This week was filled with so many fights that weren't physical...and some that were. But mostly spiritual battles that raged around us from every side. From busing, to disobedient children, to the water cistern, to lack of sleep, Satan was working overtime this past week.
It started out on Monday with a call from my bus driver for the Gcastle/Wboro bus in the afternoon during our leadership team meeting. She told me she couldn't drive at all this week because her sons were coming in from Hawaii. I thought ok God you need to provide. She called back later saying that she felt bad leaving me hanging and although she definitely couldn't drive on Monday, she would drive the rest of the afternoons. Then it was the next morning when I got a call that they couldn't get the bus to start for that same route. So as I was praying and calling parents to let them know that the bus would be 20-30 mins late, all I could think was this week can't get worse with busing...well I was wrong. Wednesday morning my bus rider for the Chambersburg bus called and said the bus driver hadn't shown up yet. I called his cell phone quickly to find out that he had forgotten and would be late to pick up the kids. The next morning I got a call from the same lady that had cancelled earlier and then came through for me, saying the bus was too hot and she refused to drive it anymore...leaving me with two afternoons to scramble to find a bus driver for. When she told me this all I said was "ok thanks for letting me know. Have a great day." I couldn't believe all that had gone wrong in this one week, when I had no issues whatsoever the rest of the summer. This was clearly Satan at work...and I was ready to fight back.

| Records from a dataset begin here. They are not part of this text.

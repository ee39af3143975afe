//! Per-export configuration

use crate::mesh::{COLOR, NORMAL, POSITION, TEX_COORDS};
use gltf_json::mesh::Mode;
use hashbrown::HashMap;
use std::path::PathBuf;

/// Default alias -> glTF semantic mapping
pub fn default_attribute_map() -> HashMap<String, String> {
    [
        (COLOR, "COLOR_0"),
        (POSITION, "POSITION"),
        (NORMAL, "NORMAL"),
        (TEX_COORDS, "TEXCOORD_0"),
    ]
    .into_iter()
    .map(|(alias, semantic)| (alias.to_string(), semantic.to_string()))
    .collect()
}

/// Timestamped output file in the working directory
pub fn default_output_path() -> PathBuf {
    let stamp = chrono::Local::now().format("%Y-%m-%d %H-%M-%S");
    PathBuf::from(format!("glb-extract {stamp}.glb"))
}

/// Every primitive mode, in GL enum order
pub const MODES: [Mode; 7] = [
    Mode::Points,
    Mode::Lines,
    Mode::LineLoop,
    Mode::LineStrip,
    Mode::Triangles,
    Mode::TriangleStrip,
    Mode::TriangleFan,
];

/// Parse a primitive mode from a name (`triangles`, `line-strip`, ...) or GL value
pub fn parse_mode(s: &str) -> Option<Mode> {
    if let Ok(code) = s.parse::<u32>() {
        return MODES.into_iter().find(|mode| mode.as_gl_enum() == code);
    }
    Some(match s.to_ascii_lowercase().replace('_', "-").as_str() {
        "points" => Mode::Points,
        "lines" => Mode::Lines,
        "line-loop" => Mode::LineLoop,
        "line-strip" => Mode::LineStrip,
        "triangles" => Mode::Triangles,
        "triangle-strip" => Mode::TriangleStrip,
        "triangle-fan" => Mode::TriangleFan,
        _ => return None,
    })
}

/// Options for a single export
#[derive(Debug, Clone)]
pub struct ExtractOptions {
    /// Destination file; must not exist yet
    pub output: PathBuf,
    pub render_mode: Mode,
    /// Attribute alias -> glTF semantic; unmapped aliases are written unchanged
    pub attribute_map: HashMap<String, String>,
    /// Alias of the attribute that gets min/max bounds
    pub position_alias: String,
    /// Optional `asset.generator` string
    pub generator: Option<String>,
}

impl Default for ExtractOptions {
    fn default() -> Self {
        Self {
            output: default_output_path(),
            render_mode: Mode::Triangles,
            attribute_map: default_attribute_map(),
            position_alias: POSITION.to_string(),
            generator: None,
        }
    }
}

impl ExtractOptions {
    pub fn new() -> Self {
        Self::default()
    }

    pub fn with_output(mut self, output: impl Into<PathBuf>) -> Self {
        self.output = output.into();
        self
    }

    pub fn with_render_mode(mut self, mode: Mode) -> Self {
        self.render_mode = mode;
        self
    }

    /// Map an attribute alias to a glTF semantic (replaces any existing mapping)
    pub fn with_attribute(mut self, alias: impl Into<String>, semantic: impl Into<String>) -> Self {
        self.attribute_map.insert(alias.into(), semantic.into());
        self
    }

    pub fn with_position_alias(mut self, alias: impl Into<String>) -> Self {
        self.position_alias = alias.into();
        self
    }

    pub fn with_generator(mut self, generator: impl Into<String>) -> Self {
        self.generator = Some(generator.into());
        self
    }

    /// glTF attribute name for `alias`
    pub fn semantic_for<'a>(&'a self, alias: &'a str) -> &'a str {
        self.attribute_map
            .get(alias)
            .map(String::as_str)
            .unwrap_or(alias)
    }
}

#[cfg(test)]
mod tests {
    use super::*;

    #[test]
    fn test_default_mapping() {
        let options = ExtractOptions::default();
        assert_eq!(options.semantic_for("position"), "POSITION");
        assert_eq!(options.semantic_for("color"), "COLOR_0");
        assert_eq!(options.semantic_for("normal"), "NORMAL");
        assert_eq!(options.semantic_for("texCoords"), "TEXCOORD_0");
        assert_eq!(options.semantic_for("_BONE_ID"), "_BONE_ID");
        assert_eq!(options.render_mode.as_gl_enum(), 4);
        assert_eq!(options.position_alias, "position");
    }

    #[test]
    fn test_override_mapping() {
        let options = ExtractOptions::new()
            .with_attribute("texCoords", "TEXCOORD_1")
            .with_attribute("a_tangent", "TANGENT");
        assert_eq!(options.semantic_for("texCoords"), "TEXCOORD_1");
        assert_eq!(options.semantic_for("a_tangent"), "TANGENT");
    }

    #[test]
    fn test_default_output_name() {
        let name = default_output_path();
        let name = name.to_str().unwrap();
        assert!(name.starts_with("glb-extract "));
        assert!(name.ends_with(".glb"));
    }

    #[test]
    fn test_parse_mode() {
        assert_eq!(parse_mode("triangles").map(|mode| mode.as_gl_enum()), Some(4));
        assert_eq!(parse_mode("LINE_STRIP").map(|mode| mode.as_gl_enum()), Some(3));
        assert_eq!(parse_mode("triangle-fan").map(|mode| mode.as_gl_enum()), Some(6));
        assert_eq!(parse_mode("0").map(|mode| mode.as_gl_enum()), Some(0));
        assert!(parse_mode("quads").is_none());
        assert!(parse_mode("7").is_none());
    }
}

Then on Thursday we noticed some water bubbling up around the water cistern...we thought that it was just water from the top draining off....turns out that a pipe had broken. We figured this out on Friday after turning the water off and noticing that the bubbling stopped. Thank goodness for a few great men who pitched in and helped to dig and fix the pipe within less than 8 hrs.
My next obstacle this week was the day campers disobedience. I have never had to discipline so many children in one week, and break up so many fights. My staff was tired, and it showed. I had to have a talk with them after a terrible wacky water Thursday, with boys who were out of control.
I myself, have never felt more tired in my life. I can feel my energy draining and my voice checking out for the summer. It would be so easy for me to check out emotionally and mentally going into this next week, but I can't bring myself to do it.
The kids from last week, once again have captured my heart. They have each found a place within my heart and I am broken to let them go home not knowing if I will see them again...or knowing what some of them are going home to. I love them so much. I wouldn't trade my job for anything in the whole wide world. I know that God has called me here for a reason this summer, and if it is not for anything else, it is for me to love on these kids, and love on my staff.
This week I clung to Galatians 6:9 and Philippians 3:12-16.
Galatians says, "Do not become weary in doing good, for at the proper time you will reap a harvest if you do not give up."
And Philippians states,
"Not that I have already obtained all this, or have already been made perfect, but I press on to take hold of that for which Christ Jesus took hold of me. 13Brothers, I do not consider myself yet to have taken hold of it. But one thing I do: Forgetting what is behind and straining toward what is ahead, 14I press on toward the goal to win the prize for which God has called me heavenward in Christ Jesus.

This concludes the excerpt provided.